Eğer farkında olarak veya olmayarak bu belirtileri de yok saymaya, ihmal etmeye devam edersek bu durum, “Stresle ilişkili anksiyete ve depresyon” gibi ruh sağlığımızı tehdit eden psikiyatrik sorunlara yol açabilir. İç dünyamızla bağlantımızı kaybettiğimizde, bu durumun insan ilişikilerine yukarıda belirttiğimiz şeklide yansımaları sonucu ilişkilerimizde de artan çatışmalar ve olumsuzluklar gelişen psikiyatrik sorunların daha da derinleşmesine katkıda bulunur. İş yaşamında da performansımız düşer, yaratıcılığımız azalır ve bu durum üretkenliğimizi ve sonuç olarak da iş başarımızı olumsuz etkiler. Bu durum da ruhsal sorunların daha da derinleşmesine yol açarak bir kısır döngü oluşturur. Tüm bu ruhsal zorlanmalar, yarattığı genel Stres cevabı etkisiyle başta bağışıklık sistemimiz ve metabolizma düzenleyici sistemlerimizi etkileyerek, genel olarak fiziksel sağlık sorunlarına da zemin hazırlar. Bu durumda hem fiziksel hastalıkların ortaya çıkmasına yatkınlık sağlanabilir veya tetiklenebilir, hem de çeşitli psikosomatik bozukluklar ortaya çıkabilir.
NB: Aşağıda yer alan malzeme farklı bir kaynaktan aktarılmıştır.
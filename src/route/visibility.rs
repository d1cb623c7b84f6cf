use std::collections::BTreeMap;

use crate::geometry::{Line, LineSet, Point, PointSet, Rectangle};
use crate::protocol::EntityDescriptor;

use super::{find_accessible_routing_points, optimize_route};

/// Distance at which the route search treats the endpoint as reached.
/// Flagged for review: arguably this should scale with the grid size, but
/// changing it alters route termination on coarse grids.
const ROUTE_ARRIVAL_THRESHOLD_PX: f64 = 1.0;

/// A routing point together with its lazily computed set of mutually
/// visible points. `visible` is meaningful only while `valid` holds.
#[derive(Debug, Clone)]
struct RoutingPointNode {
    point: Point,
    visible: Vec<Point>,
    valid: bool,
}

impl RoutingPointNode {
    fn new(point: Point) -> Self {
        Self {
            point,
            visible: Vec::new(),
            valid: false,
        }
    }
}

/// Per-entity obstacle state: a geometry snapshot for mutation diffing, the
/// boundary segments routes must not cross, an aggregate box for broad-phase
/// rejection, and the entity's routing points.
#[derive(Debug, Clone)]
struct EntityOutline {
    x: f64,
    y: f64,
    width: f64,
    height: f64,
    boundary_lines: LineSet,
    extent: Rectangle,
    nodes: Vec<RoutingPointNode>,
}

/// Tracks which routing points can see each other across the current
/// obstacle set.
///
/// Entities are keyed in a `BTreeMap` so every scan over the map is
/// deterministic regardless of descriptor arrival order. Any entity
/// mutation invalidates every visibility cache map-wide; visibility is
/// recomputed lazily per point on the next query.
#[derive(Debug, Clone, Default)]
pub struct PointVisibilityMap {
    entities: BTreeMap<String, EntityOutline>,
}

impl PointVisibilityMap {
    pub fn new() -> Self {
        Self::default()
    }

    /// Build a map from bare free points and boundary segments, without any
    /// entity bookkeeping. Useful for direct geometric queries and tests.
    pub fn from_free_points_and_boundary_lines(points: &PointSet, boundary_lines: &LineSet) -> Self {
        let mut map = Self::new();
        let extent = extent_of(boundary_lines)
            .unwrap_or_else(|| Rectangle::new(f64::MAX, f64::MAX, f64::MIN, f64::MIN));
        map.entities.insert(
            String::new(),
            EntityOutline {
                x: extent.left,
                y: extent.top,
                width: extent.width(),
                height: extent.height(),
                boundary_lines: boundary_lines.clone(),
                extent,
                nodes: points.iter().map(|p| RoutingPointNode::new(*p)).collect(),
            },
        );
        map
    }

    /// Refresh the map from a full set of entity descriptors.
    ///
    /// Boundary lines are recomputed only for entities whose geometry
    /// changed (exact comparison of x/y/width/height). Routing points are
    /// rebuilt from scratch for every entity on every update, changed or
    /// not; that conservative rebuild is part of the contract. Entities
    /// absent from `descriptors` are removed.
    ///
    /// Returns the number of entities considered mutated, removals included.
    pub fn update_from_entity_descriptors(
        &mut self,
        descriptors: &[EntityDescriptor],
        grid_size: f64,
    ) -> usize {
        let mut mutated = 0usize;

        let stale: Vec<String> = self
            .entities
            .keys()
            .filter(|id| !descriptors.iter().any(|d| &d.id == *id))
            .cloned()
            .collect();
        for id in stale {
            self.entities.remove(&id);
            mutated += 1;
        }

        for descriptor in descriptors {
            let geometry_changed = match self.entities.get(&descriptor.id) {
                Some(outline) => {
                    outline.x != descriptor.x
                        || outline.y != descriptor.y
                        || outline.width != descriptor.width
                        || outline.height != descriptor.height
                }
                None => true,
            };
            if geometry_changed {
                mutated += 1;
            }

            let (boundary_lines, extent) = if geometry_changed {
                boundary_lines_of(descriptor)
            } else {
                // Unchanged geometry keeps its boundary lines; the node
                // rebuild below still happens unconditionally.
                match self.entities.get(&descriptor.id) {
                    Some(outline) => (outline.boundary_lines.clone(), outline.extent),
                    None => boundary_lines_of(descriptor),
                }
            };

            let accessible =
                find_accessible_routing_points(std::slice::from_ref(descriptor), descriptors);
            let mut points = accessible.points;
            for corner in descriptor.bounding_rect().points_scaled_to_grid(grid_size) {
                points.push(corner);
            }

            self.entities.insert(
                descriptor.id.clone(),
                EntityOutline {
                    x: descriptor.x,
                    y: descriptor.y,
                    width: descriptor.width,
                    height: descriptor.height,
                    boundary_lines,
                    extent,
                    nodes: points.iter().map(|p| RoutingPointNode::new(*p)).collect(),
                },
            );
        }

        if mutated > 0 {
            self.invalidate_all();
        }
        mutated
    }

    pub fn routing_point_count(&self) -> usize {
        self.entities.values().map(|outline| outline.nodes.len()).sum()
    }

    pub fn boundary_line_count(&self) -> usize {
        self.entities
            .values()
            .map(|outline| outline.boundary_lines.count())
            .sum()
    }

    /// Whether any boundary segment crosses `line`. A zero-length line (a
    /// point queried against itself) is never blocked.
    pub fn is_line_blocked(&self, line: &Line) -> bool {
        if !(line.length() > 0.0) {
            return false;
        }
        let (min_x, max_x) = (line.min_x(), line.max_x());
        let (min_y, max_y) = (line.min_y(), line.max_y());
        for outline in self.entities.values() {
            // Broad phase: skip entities whose outline box misses the
            // candidate line's box entirely.
            if outline.extent.right < min_x
                || outline.extent.left > max_x
                || outline.extent.bottom < min_y
                || outline.extent.top > max_y
            {
                continue;
            }
            for boundary in outline.boundary_lines.iter() {
                if line.intersects_segment(boundary) {
                    return true;
                }
            }
        }
        false
    }

    /// The nearest routing point with an unobstructed sight line to
    /// `origin`, or `None` when every sight line is blocked.
    pub fn find_visible_point_closest_to(&self, origin: Point) -> Option<Point> {
        let mut best: Option<(f64, Point)> = None;
        for outline in self.entities.values() {
            for node in &outline.nodes {
                let sight = Line::new(origin, node.point);
                let distance = sight.length();
                if let Some((best_distance, _)) = best
                    && distance >= best_distance
                {
                    continue;
                }
                if self.is_line_blocked(&sight) {
                    continue;
                }
                best = Some((distance, node.point));
            }
        }
        best.map(|(_, point)| point)
    }

    /// Greedy best-first search from the routing point nearest `start`
    /// toward `end`, walking mutually visible points and minimizing
    /// accumulated length plus straight-line distance to `end`.
    ///
    /// Returns the waypoints in travel order; empty when start has no
    /// visible routing point or the endpoint is unreachable from where the
    /// search stops. The caller appends the actual start/end points itself.
    pub fn compute_route(&mut self, start: Point, end: Point, optimize: bool) -> PointSet {
        let Some(first) = self.find_visible_point_closest_to(start) else {
            return PointSet::new();
        };

        let mut route: Vec<Point> = vec![first];
        let mut route_length = 0.0;
        let mut current = first;

        while Line::new(current, end).length() >= ROUTE_ARRIVAL_THRESHOLD_PX {
            match self.next_route_point(route_length, &route, current, end) {
                Some(next) => {
                    route_length += Line::new(current, next).length();
                    route.push(next);
                    current = next;
                }
                None => {
                    // Candidates exhausted: the route stands only if the
                    // endpoint is reachable from where the search stopped.
                    if self.is_line_blocked(&Line::new(current, end)) {
                        return PointSet::new();
                    }
                    break;
                }
            }
        }

        if optimize {
            optimize_route(&mut route, |a, b| !self.is_line_blocked(&Line::new(a, b)));
        }
        route.into_iter().collect()
    }

    /// The cheapest continuation from `current`: among its visible points
    /// not already routed, the one minimizing g(n) + h(n) with Euclidean h.
    /// Cost ties keep the earliest point in map order, keeping routes
    /// stable across runs.
    fn next_route_point(
        &mut self,
        route_length: f64,
        route: &[Point],
        current: Point,
        end: Point,
    ) -> Option<Point> {
        let mut best: Option<(f64, Point)> = None;
        for candidate in self.visible_points_of(current) {
            if route.contains(&candidate) {
                continue;
            }
            let g = route_length + Line::new(current, candidate).length();
            let h = Line::new(candidate, end).length();
            match best {
                Some((best_cost, _)) if g + h >= best_cost => {}
                _ => best = Some((g + h, candidate)),
            }
        }
        best.map(|(_, point)| point)
    }

    fn visible_points_of(&mut self, point: Point) -> Vec<Point> {
        for outline in self.entities.values() {
            for node in &outline.nodes {
                if node.point == point && node.valid {
                    return node.visible.clone();
                }
            }
        }
        let computed = self.compute_visible_points(point);
        self.store_visible_points(point, &computed);
        computed
    }

    fn compute_visible_points(&self, origin: Point) -> Vec<Point> {
        let mut visible: Vec<Point> = Vec::new();
        for outline in self.entities.values() {
            for node in &outline.nodes {
                if node.point == origin || visible.contains(&node.point) {
                    continue;
                }
                if !self.is_line_blocked(&Line::new(origin, node.point)) {
                    visible.push(node.point);
                }
            }
        }
        visible
    }

    fn store_visible_points(&mut self, point: Point, visible: &[Point]) {
        for outline in self.entities.values_mut() {
            for node in &mut outline.nodes {
                if node.point == point {
                    node.visible = visible.to_vec();
                    node.valid = true;
                }
            }
        }
    }

    fn invalidate_all(&mut self) {
        for outline in self.entities.values_mut() {
            for node in &mut outline.nodes {
                node.valid = false;
                node.visible.clear();
            }
        }
    }
}

fn boundary_lines_of(descriptor: &EntityDescriptor) -> (LineSet, Rectangle) {
    let mut lines = LineSet::new();
    let entity_rect = descriptor.bounding_rect();
    for edge in entity_rect.edges() {
        lines.push(edge);
    }
    let mut extent = entity_rect;
    for anchor in &descriptor.connector_anchors {
        let anchor_rect = anchor.bounding_rect();
        for edge in anchor_rect.edges() {
            lines.push(edge);
        }
        extent = Rectangle::new(
            extent.left.min(anchor_rect.left),
            extent.top.min(anchor_rect.top),
            extent.right.max(anchor_rect.right),
            extent.bottom.max(anchor_rect.bottom),
        );
    }
    (lines, extent)
}

fn extent_of(lines: &LineSet) -> Option<Rectangle> {
    let mut bounds: Option<Rectangle> = None;
    for line in lines.iter() {
        let next = match bounds {
            Some(rect) => Rectangle::new(
                rect.left.min(line.min_x()),
                rect.top.min(line.min_y()),
                rect.right.max(line.max_x()),
                rect.bottom.max(line.max_y()),
            ),
            None => Rectangle::new(line.min_x(), line.min_y(), line.max_x(), line.max_y()),
        };
        bounds = Some(next);
    }
    bounds
}
use super::Point;

/// An insertion-ordered collection of points, deduplicated by exact
/// equality. Insertion is an O(n) scan; per-frame point counts are small
/// enough that a hash structure would buy nothing over locality.
#[derive(Debug, Clone, Default)]
pub struct PointSet {
    points: Vec<Point>,
}

impl PointSet {
    pub fn new() -> Self {
        Self::default()
    }

    /// Decode from a flat interleaved buffer `[x0, y0, x1, y1, ...]`.
    /// A trailing odd value is ignored.
    pub fn from_float64_slice(buffer: &[f64]) -> Self {
        let mut set = Self::new();
        for pair in buffer.chunks_exact(2) {
            set.push(Point::new(pair[0], pair[1]));
        }
        set
    }

    /// Encode to a flat interleaved buffer, preserving insertion order.
    pub fn to_float64_vec(&self) -> Vec<f64> {
        let mut buffer = Vec::with_capacity(self.points.len() * 2);
        for point in &self.points {
            buffer.push(point.x);
            buffer.push(point.y);
        }
        buffer
    }

    /// Append a point unless an equal one is already present. Returns
    /// whether the set changed.
    pub fn push(&mut self, point: Point) -> bool {
        if self.points.contains(&point) {
            return false;
        }
        self.points.push(point);
        true
    }

    pub fn push_all(&mut self, other: &PointSet) {
        for point in &other.points {
            self.push(*point);
        }
    }

    pub fn count(&self) -> usize {
        self.points.len()
    }

    pub fn is_empty(&self) -> bool {
        self.points.is_empty()
    }

    pub fn contains(&self, point: Point) -> bool {
        self.points.contains(&point)
    }

    pub fn as_slice(&self) -> &[Point] {
        &self.points
    }

    pub fn iter(&self) -> impl Iterator<Item = &Point> {
        self.points.iter()
    }

    pub fn find_point_closest_to(&self, origin: Point) -> Option<Point> {
        let mut best: Option<(f64, Point)> = None;
        for point in &self.points {
            let distance = origin.distance_to(*point);
            match best {
                Some((best_distance, _)) if distance >= best_distance => {}
                _ => best = Some((distance, *point)),
            }
        }
        best.map(|(_, point)| point)
    }

    pub fn find_distance_to_point_closest_to(&self, origin: Point) -> Option<f64> {
        self.find_point_closest_to(origin)
            .map(|point| origin.distance_to(point))
    }

    /// Points within `radius` of `origin`, inclusive, in insertion order.
    pub fn find_points_close_to(&self, origin: Point, radius: f64) -> PointSet {
        let mut close = PointSet::new();
        for point in &self.points {
            if origin.distance_to(*point) <= radius {
                close.push(*point);
            }
        }
        close
    }
}

impl FromIterator<Point> for PointSet {
    fn from_iter<I: IntoIterator<Item = Point>>(iter: I) -> Self {
        let mut set = PointSet::new();
        for point in iter {
            set.push(point);
        }
        set
    }
}
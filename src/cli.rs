use crate::config::load_config;
use crate::engine::RoutingEngine;
use crate::protocol::RoutingRequest;
#[cfg(feature = "png")]
use crate::render::write_output_png;
use crate::render::{render_scene_svg, write_output_svg};
use anyhow::Result;
use clap::{Parser, ValueEnum};
use std::io::{self, Read};
use std::path::{Path, PathBuf};

#[derive(Parser, Debug)]
#[command(
    name = "wirepath",
    version,
    about = "Collision-free connector routing for diagram scenes"
)]
pub struct Args {
    /// Scene request file (.json) or '-' for stdin
    #[arg(short = 'i', long = "input")]
    pub input: Option<PathBuf>,

    /// Output file (svg/png/json). Defaults to stdout for SVG and JSON.
    #[arg(short = 'o', long = "output")]
    pub output: Option<PathBuf>,

    /// Output format
    #[arg(short = 'e', long = "outputFormat", value_enum, default_value = "svg")]
    pub output_format: OutputFormat,

    /// Config JSON file (engine/render/theme settings)
    #[arg(short = 'c', long = "configFile")]
    pub config: Option<PathBuf>,
}

#[derive(ValueEnum, Debug, Clone, Copy)]
pub enum OutputFormat {
    Svg,
    Png,
    Json,
}

pub fn run() -> Result<()> {
    let args = Args::parse();
    let config = load_config(args.config.as_deref())?;

    let input = read_input(args.input.as_deref())?;
    let mut request = parse_request(&input)?;
    if !(request.grid_size > 0.0) {
        request.grid_size = config.engine.grid_size;
    }
    for connector in &mut request.connector_descriptors {
        if connector.curvature_px == 0.0 {
            connector.curvature_px = config.engine.curvature_px;
        }
    }

    let mut engine = RoutingEngine::new();
    let reply = engine.process_request(request.clone())?;

    match args.output_format {
        OutputFormat::Json => {
            let json = serde_json::to_string_pretty(&reply)?;
            match args.output.as_deref() {
                Some(path) => std::fs::write(path, json)?,
                None => println!("{json}"),
            }
        }
        OutputFormat::Svg => {
            let svg = render_scene_svg(&request, &reply, &config.theme, &config.render);
            write_output_svg(&svg, args.output.as_deref())?;
        }
        #[cfg(feature = "png")]
        OutputFormat::Png => {
            let svg = render_scene_svg(&request, &reply, &config.theme, &config.render);
            let output = ensure_output(&args.output, "png")?;
            write_output_png(&svg, &output, &config.render)?;
        }
        #[cfg(not(feature = "png"))]
        OutputFormat::Png => {
            return Err(anyhow::anyhow!(
                "PNG output requires building with the 'png' feature"
            ));
        }
    }

    Ok(())
}

fn read_input(path: Option<&Path>) -> Result<String> {
    if let Some(path) = path
        && path != Path::new("-")
    {
        return Ok(std::fs::read_to_string(path)?);
    }
    let mut buf = String::new();
    io::stdin().read_to_string(&mut buf)?;
    Ok(buf)
}

/// Strict JSON first, JSON5 fallback for hand-written scene files.
fn parse_request(input: &str) -> Result<RoutingRequest> {
    match serde_json::from_str::<RoutingRequest>(input) {
        Ok(request) => Ok(request),
        Err(json_err) => match json5::from_str::<RoutingRequest>(input) {
            Ok(request) => Ok(request),
            Err(_) => Err(json_err.into()),
        },
    }
}

fn ensure_output(output: &Option<PathBuf>, ext: &str) -> Result<PathBuf> {
    if let Some(path) = output {
        return Ok(path.clone());
    }
    Err(anyhow::anyhow!("Output path required for {} output", ext))
}

#[cfg(test)]
mod tests {
    use super::*;

    #[test]
    fn request_parses_from_json5_with_comments() {
        let request = parse_request(
            r#"{
                // a bare scene
                gridSize: 12.0,
                connectorDescriptors: [],
                entityDescriptors: [],
            }"#,
        )
        .unwrap();
        assert_eq!(request.grid_size, 12.0);
    }

    #[test]
    fn invalid_request_reports_the_json_error() {
        assert!(parse_request("{").is_err());
    }
}
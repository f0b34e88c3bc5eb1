//! Report directory persistence: write a run report to disk, read it back,
//! and pick the traversal up again from the stored state.
//!
//! # Directory layout
//!
//! ```text
//! <dir>/
//!   graph.json          canonical JSON, `{"edges": [...], "nodes": [...]}`
//!   transcript.json     canonical JSON, one frame per step
//!   final_state.json    canonical JSON, resumable `TraversalState`
//!   report_digest.txt   ASCII digest over the three artifacts
//! ```
//!
//! The directory path is never hashed. Reading is fail-closed: a missing
//! artifact, a digest mismatch, artifacts bound to different graphs, and a
//! final state that disagrees with the last frame are all errors.

use std::path::{Path, PathBuf};
use std::sync::Arc;

use bfstep_kernel::proof::canon::{canonical_json_bytes, CanonError};
use bfstep_kernel::proof::hash::{canonical_hash, ContentHash, HashDomain};
use bfstep_kernel::store::{GraphStore, InvalidGraphError};
use bfstep_search::engine::TraversalEngine;
use bfstep_search::error::TraversalError;
use bfstep_search::state::TraversalState;
use serde::Deserialize;
use thiserror::Error;
use tracing::debug;

use crate::runner::RunReport;
use crate::transcript::TranscriptV1;

const GRAPH_FILENAME: &str = "graph.json";
const TRANSCRIPT_FILENAME: &str = "transcript.json";
const FINAL_STATE_FILENAME: &str = "final_state.json";
const DIGEST_FILENAME: &str = "report_digest.txt";

/// Hashed artifacts, in digest-basis order.
const ARTIFACT_FILENAMES: [&str; 3] = [
    FINAL_STATE_FILENAME,
    GRAPH_FILENAME,
    TRANSCRIPT_FILENAME,
];

#[derive(Debug, Error)]
pub enum ReportDirWriteError {
    #[error("I/O error writing {}: {source}", .path.display())]
    Io {
        path: PathBuf,
        #[source]
        source: std::io::Error,
    },
    #[error(transparent)]
    Canon(#[from] CanonError),
    #[error(transparent)]
    Traversal(#[from] TraversalError),
}

#[derive(Debug, Error)]
pub enum ReportDirReadError {
    #[error("report artifact '{name}' is missing")]
    MissingArtifact { name: String },
    #[error("failed to decode '{name}': {detail}")]
    Decode { name: String, detail: String },
    #[error("report digest mismatch: stored {stored}, recomputed {recomputed}")]
    DigestMismatch { stored: String, recomputed: String },
    #[error("'{name}' is bound to graph {found}, expected {expected}")]
    GraphMismatch {
        name: String,
        found: String,
        expected: String,
    },
    #[error("transcript is inconsistent: {detail}")]
    InconsistentTranscript { detail: String },
    #[error("final state disagrees with the transcript: {detail}")]
    StateTranscriptMismatch { detail: String },
    #[error(transparent)]
    InvalidGraph(#[from] InvalidGraphError),
    #[error(transparent)]
    Canon(#[from] CanonError),
}

/// A report read back from disk.
#[derive(Debug, Clone)]
pub struct StoredReport {
    pub graph: Arc<GraphStore>,
    pub transcript: TranscriptV1,
    pub final_state: TraversalState,
    pub digest: ContentHash,
}

impl StoredReport {
    /// Rebuild the engine exactly where the stored run stopped.
    ///
    /// # Errors
    ///
    /// Returns [`TraversalError`] if the stored state cannot be resumed.
    pub fn resume_engine(&self) -> Result<TraversalEngine, TraversalError> {
        TraversalEngine::resume(Arc::clone(&self.graph), &self.final_state)
    }
}

#[derive(Deserialize)]
struct GraphArtifact {
    nodes: Vec<String>,
    edges: Vec<(String, String)>,
}

/// Write `report` into `dir`, creating it if needed. Returns the report
/// digest that was written to `report_digest.txt`.
///
/// # Errors
///
/// Returns [`ReportDirWriteError`] on I/O or serialization failure.
pub fn write_report_dir(
    report: &RunReport,
    dir: &Path,
) -> Result<ContentHash, ReportDirWriteError> {
    std::fs::create_dir_all(dir).map_err(|source| ReportDirWriteError::Io {
        path: dir.to_path_buf(),
        source,
    })?;

    let graph_bytes = canonical_json_bytes(&report.graph.to_json_value())?;
    let transcript_bytes = report.transcript.to_canonical_json_bytes()?;
    let state_bytes = report.final_state.to_json_bytes()?;
    let digest = report_digest(&[
        state_bytes.as_slice(),
        graph_bytes.as_slice(),
        transcript_bytes.as_slice(),
    ])?;

    write_atomic(&dir.join(GRAPH_FILENAME), &graph_bytes)?;
    write_atomic(&dir.join(TRANSCRIPT_FILENAME), &transcript_bytes)?;
    write_atomic(&dir.join(FINAL_STATE_FILENAME), &state_bytes)?;
    write_atomic(&dir.join(DIGEST_FILENAME), digest.as_str().as_bytes())?;

    debug!(dir = %dir.display(), digest = %digest, "report directory written");
    Ok(digest)
}

/// Read and verify a report directory.
///
/// # Errors
///
/// Returns [`ReportDirReadError`] on any missing file, decode failure,
/// digest mismatch, graph binding mismatch, or a final state that is not
/// the state behind the last transcript frame.
pub fn read_report_dir(dir: &Path) -> Result<StoredReport, ReportDirReadError> {
    let state_bytes = read_artifact(dir, FINAL_STATE_FILENAME)?;
    let graph_bytes = read_artifact(dir, GRAPH_FILENAME)?;
    let transcript_bytes = read_artifact(dir, TRANSCRIPT_FILENAME)?;
    let stored = read_artifact(dir, DIGEST_FILENAME)?;
    let stored = String::from_utf8_lossy(&stored).trim().to_string();

    let recomputed = report_digest(&[
        state_bytes.as_slice(),
        graph_bytes.as_slice(),
        transcript_bytes.as_slice(),
    ])?;
    if recomputed.as_str() != stored {
        return Err(ReportDirReadError::DigestMismatch {
            stored,
            recomputed: recomputed.as_str().to_string(),
        });
    }

    let graph: GraphArtifact = decode(GRAPH_FILENAME, &graph_bytes)?;
    let graph = Arc::new(GraphStore::new(
        graph.nodes.as_slice(),
        graph.edges.as_slice(),
    )?);
    let graph_digest = graph.digest()?;

    let transcript: TranscriptV1 = decode(TRANSCRIPT_FILENAME, &transcript_bytes)?;
    check_binding(TRANSCRIPT_FILENAME, &transcript.graph_digest, &graph_digest)?;
    if let Some(detail) = transcript.first_inconsistency() {
        return Err(ReportDirReadError::InconsistentTranscript { detail });
    }

    let final_state =
        TraversalState::from_json_bytes(&state_bytes).map_err(|e| ReportDirReadError::Decode {
            name: FINAL_STATE_FILENAME.to_string(),
            detail: e.to_string(),
        })?;
    check_binding(FINAL_STATE_FILENAME, &final_state.graph_digest, &graph_digest)?;
    check_state_matches_transcript(&final_state, &transcript)?;

    Ok(StoredReport {
        graph,
        transcript,
        final_state,
        digest: recomputed,
    })
}

/// The final state must be the state the last frame was rendered from.
fn check_state_matches_transcript(
    state: &TraversalState,
    transcript: &TranscriptV1,
) -> Result<(), ReportDirReadError> {
    let mismatch = |field: &str| {
        Err(ReportDirReadError::StateTranscriptMismatch {
            detail: format!("{field} differs from the last frame"),
        })
    };
    if state.start_node != transcript.start_node {
        return mismatch("start_node");
    }
    let Some(last) = transcript.last_snapshot() else {
        return if state.steps_taken == 0 {
            Ok(())
        } else {
            mismatch("steps_taken")
        };
    };
    if state.steps_taken != last.steps_taken {
        return mismatch("steps_taken");
    }
    if state.visited != last.visited {
        return mismatch("visited");
    }
    if state.discovered_edges != last.discovered_edges {
        return mismatch("discovered_edges");
    }
    if state.frontier != last.frontier {
        return mismatch("frontier");
    }
    if state.current_node != last.current_node || state.is_complete != last.is_complete {
        return mismatch("current_node/is_complete");
    }
    Ok(())
}

/// Digest over the per-artifact hashes, keyed by file name.
fn report_digest(contents: &[&[u8]; 3]) -> Result<ContentHash, CanonError> {
    let mut basis = serde_json::Map::new();
    for (name, content) in ARTIFACT_FILENAMES.iter().zip(contents) {
        let hash = canonical_hash(HashDomain::ReportArtifact, content);
        basis.insert((*name).to_string(), serde_json::Value::from(hash.as_str()));
    }
    let bytes = canonical_json_bytes(&serde_json::Value::Object(basis))?;
    Ok(canonical_hash(HashDomain::ReportDigest, &bytes))
}

fn check_binding(
    name: &str,
    found: &str,
    expected: &ContentHash,
) -> Result<(), ReportDirReadError> {
    if found == expected.as_str() {
        Ok(())
    } else {
        Err(ReportDirReadError::GraphMismatch {
            name: name.to_string(),
            found: found.to_string(),
            expected: expected.as_str().to_string(),
        })
    }
}

fn decode<T: serde::de::DeserializeOwned>(
    name: &str,
    bytes: &[u8],
) -> Result<T, ReportDirReadError> {
    serde_json::from_slice(bytes).map_err(|e| ReportDirReadError::Decode {
        name: name.to_string(),
        detail: e.to_string(),
    })
}

fn read_artifact(dir: &Path, name: &str) -> Result<Vec<u8>, ReportDirReadError> {
    std::fs::read(dir.join(name)).map_err(|_| ReportDirReadError::MissingArtifact {
        name: name.to_string(),
    })
}

/// Write via temp file + rename so readers never see a half-written file.
fn write_atomic(path: &Path, content: &[u8]) -> Result<(), ReportDirWriteError> {
    let io_err = |source| ReportDirWriteError::Io {
        path: path.to_path_buf(),
        source,
    };
    let file_name = path.file_name().unwrap_or_default().to_string_lossy();
    let temp_path = path.with_file_name(format!(".tmp_{file_name}"));
    std::fs::write(&temp_path, content).map_err(io_err)?;
    std::fs::rename(&temp_path, path).map_err(io_err)
}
Kendinize odaklanabilmek için bazı pratik öneriler:
- Günlük meditasyon rutini luşturun: Günde sadece 10 dakika bile kendinizle baş başa kalmanız, zihinsel berraklık sağlayabilir.
- Düzenli günlük tutun: Duygularınızı ve düşüncelerinizi yazıya dökmek, içsel süreçlerinizi anlamanıza yardımcı olur.
- “Hayır” deme tutumunu ve insan ilişkilerinde güvenli sınırlar oluşturmayı öğrenin.
- Size ne yapmanın keyif verdiğini, kendi iç zemininizde tuttuğunu keşfetmeye ve gündelik rutininize yerleştirmeye odaklanın. Buna hobi edinmek de diyebiliriz.
- Profesyonel destek almaktan çekinmeyin: Gerektiğinde bir ruh sağlığı uzmanıyla görüşmek, kendimizi anlamada önemli bir adım olabilir. Psikoterapi almak, zayıflık veya hastalık değil, aksine kendinizle kurduğunuz sağlıklı ilişkinin bir aracı ve göstergesidir.
- Kendine odaklanmak, bencillik değil, tam tersine kendine karşı hakkaniyetli olmaktır. Hakkınız olan zaman ve kaynakları dengeli bir şeklide kendinize ayırmak, ihmal etmeyen bir öz-sevgi göstergesidir.
Ruh sağlığımız için kendimize odaklanmak, bir lüksü değil, temel gerekliliğidir. Bu yatırımı kendimize yapmak, hem bireysel mutluluğumuz hem de toplumsal sağlığımız için atılmış önemli bir adımdır.